Question Editor serialization of large arrays

Discussion in 'Scripting' started by burningmime, Mar 18, 2023.

  1. burningmime

    burningmime

    Joined:
    Jan 25, 2014
    Posts:
    845
    I noticed in my YAML file if I have a ScritableObject (or other editor-serialized type) with a big array of a primitive type (float, bye, int, etc) it'll be hex-encoded:

    Code (CSharp):
    1. indicesFace: 03000000020000000100000.....
    But if it's an array of Unity.Mathematics.float2, it'll be written verbosely:

    Code (CSharp):
    1. verticesFace:
    2.       - x: 1
    3.         y: 1
    4.       - x: 0
    5.         y: 1
    6.       - x: 0
    7.         y: 0.78497314
    8.       - x: 0.0368042
    9.         y: 0.78497314
    10.       - x: 0.0869751
    11.         y: 0.78497314
    12.       - x: 0.5449219
    13.         y: 0.78497314
    14. .......
    This bloats the YAML files, which makes them huge on disk. But, fine, I guess with enough compression, they won't end up much bigger than the binary representation (assuming the compression algorithm is good at picking up redundancy), so it's not a big deal for source control.

    However, I'm worried about load time. Editor is going to have to parse all those strings, which is much slower than parsing the hex. But, fine, that's just the editor.

    However, I'm more worried about load times in the player. Will it use reflection or some other slow-ish mechanism to load each field of each struct instead of just blitting the bits? If you have a mesh with 30,000 vertices that suddenly becomes a (minor) concern. And load times are something I don't want to sacrifice.

    If I gotta pack all my vectors into float[] arrays, so be it. Just wondering if that's really the right way because it seems so pointless. It would make sense for complex structs, but for vectors and matrices, storing each field separately seems like a waste.

    EDIT: float[] arrays don't work either; they still get turned into decimal :-(. I really really don't want to do byte[], but I guess that's where we gotta go.
     
    Last edited: Mar 19, 2023
  2. Kurt-Dekker

    Kurt-Dekker

    Joined:
    Mar 16, 2013
    Posts:
    38,514
    It's a good question... the other problem with decimal representations such as above is that they inherently lose accuracy going from base-2 to base-10 back and forth.

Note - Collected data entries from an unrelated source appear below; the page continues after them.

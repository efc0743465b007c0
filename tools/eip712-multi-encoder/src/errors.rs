use eip712_multi_types::SignMode;

/// Errors returned while producing EIP-712 sign bytes.
#[derive(Debug, thiserror::Error)]
pub enum SignModeError {
    #[error("failed to parse chainID: {label}")]
    InvalidChainId {
        label: String,
        #[source]
        reason: ChainIdError,
    },
    #[error("transaction has no messages to sign")]
    EmptyTransaction,
    #[error("expected {expected}, got {got}")]
    UnsupportedMode { expected: SignMode, got: SignMode },
    #[error("failed to serialize message {index} ({type_url})")]
    Serialization {
        index: usize,
        type_url: String,
        #[source]
        source: SerializationError,
    },
    #[error("failed to hash typed data")]
    Hashing(#[from] HashError),
}

impl SignModeError {
    /// True when the caller supplied bad input; false when the encoder itself (or a
    /// message implementation) misbehaved, which should be treated as a defect.
    pub fn is_input_error(&self) -> bool {
        matches!(
            self,
            SignModeError::InvalidChainId { .. }
                | SignModeError::EmptyTransaction
                | SignModeError::UnsupportedMode { .. }
        )
    }
}

/// Why a chain label did not yield an EIP-155 chain id.
#[derive(Debug, Clone, PartialEq, Eq, thiserror::Error)]
pub enum ChainIdError {
    #[error("missing `-<number>` suffix")]
    MissingSeparator,
    #[error("empty chain name")]
    EmptyName,
    #[error("suffix `{0}` is not a decimal number")]
    NotDecimal(String),
    #[error("suffix `{0}` does not fit in 64 bits")]
    Overflow(String),
}

/// Failures turning a message into its canonical JSON string.
#[derive(Debug, thiserror::Error)]
pub enum SerializationError {
    #[error("message JSON encoding failed: {0}")]
    Json(#[from] serde_json::Error),
    #[error("message must encode to a JSON object, got {0}")]
    NotAnObject(&'static str),
    #[error("message declares reserved key `{0}`")]
    ReservedKey(&'static str),
}

/// Failures in the typed-data hash primitive.
#[derive(Debug, thiserror::Error)]
pub enum HashError {
    #[error("typed data JSON is malformed: {0}")]
    Json(#[from] serde_json::Error),
    #[error("type `{0}` is not defined")]
    UnknownType(String),
    #[error("`{type_name}` is missing field `{field}`")]
    MissingField { type_name: String, field: String },
    #[error("`{type_name}` has undeclared field `{field}`")]
    UnexpectedField { type_name: String, field: String },
    #[error("invalid `{type_name}` value: {reason}")]
    InvalidValue { type_name: String, reason: String },
}

impl HashError {
    pub(crate) fn invalid(type_name: &str, reason: impl Into<String>) -> Self {
        HashError::InvalidValue {
            type_name: type_name.to_string(),
            reason: reason.into(),
        }
    }
}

    You can actually use the
    System.BitConverter
    get the 4 bytes used in the IEEE Single precision representation and then store those 4 bytes however you like, and your floats will come back perfect-o.

    For a large number of things in the editor you might even wanna make your own custom inspector where you could do this packing, as well as improve the presentation and usability of the data.
     
    burningmime likes this.
  3. orionsyndrome

    orionsyndrome

    Joined:
    May 4, 2014
    Posts:
    3,070
    Yes, as Kurt said, if you have issues with the speed of deserialization because you're YAMLs are so huge, you ought to write your own deserialization algorithm. However, if you're having this much data in your YAML, you're abusing the system anyway. Better make custom binary data in their own separate files and stream them the old school way.
     
    burningmime and Bunny83 like this.
  4. Bunny83

    Bunny83

    Joined:
    Oct 18, 2010
    Posts:
    3,912
    Absolutely. The performance in a build game would probably not really matter as the load time of the Unity engine as a whole is usually orders of magnitudes larger than the loading of the serialized data. However the performance of the editor would suffer when testing in the editor since the Inspector would serialize your data every frame. So large serialized data arrays is never a good idea.
     
    orionsyndrome and burningmime like this.
  5. orionsyndrome

    orionsyndrome

    Joined:
    May 4, 2014
    Posts:
    3,070
    It is relatively easy, btw, to roll your own serializer/deserializer that also zips data.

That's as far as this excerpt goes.